Which of the lines in the records below hold the string "impl"? Copy every one of them.

Stored data entries
——

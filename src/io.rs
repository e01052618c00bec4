//! File input/output.

pub mod utils;

use indicatif::ProgressStyle;

/// How much status information to print during long-running operations.
#[derive(Clone, Debug)]
pub enum Verbosity {
    Quiet,
    Messages,
    Progress(ProgressStyle),
}

impl Verbosity {
    /// Whether non-critical status messages should be printed.
    pub fn print_messages(&self) -> bool {
        matches!(self, Self::Messages)
    }

    /// Returns the style to use for a progress bar, if one should be shown.
    pub fn progress_style(&self) -> Option<&ProgressStyle> {
        match self {
            Self::Progress(style) => Some(style),
            _ => None,
        }
    }
}

impl Default for Verbosity {
    fn default() -> Self {
        Self::Quiet
    }
}
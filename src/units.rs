//! Astrophysical units expressed in cgs.

/// Floating-point precision to use for units.
#[allow(non_camel_case_types)]
pub type fun = f64;

/// Kilometer [cm].
pub const U_KM: fun = 1e5;
/// Megaparsec [cm].
pub const U_MPC: fun = 3.085_677_581_491_367e24;
/// Gigayear (Julian) [s].
pub const U_GYR: fun = 3.155_76e16;
/// Unit of the Hubble constant, km/s/Mpc [1/s].
pub const U_HUBBLE: fun = U_KM / U_MPC;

——

§ **ANSWER TO THIS EXERCISE**:
impl Verbosity {
impl Default for Verbosity {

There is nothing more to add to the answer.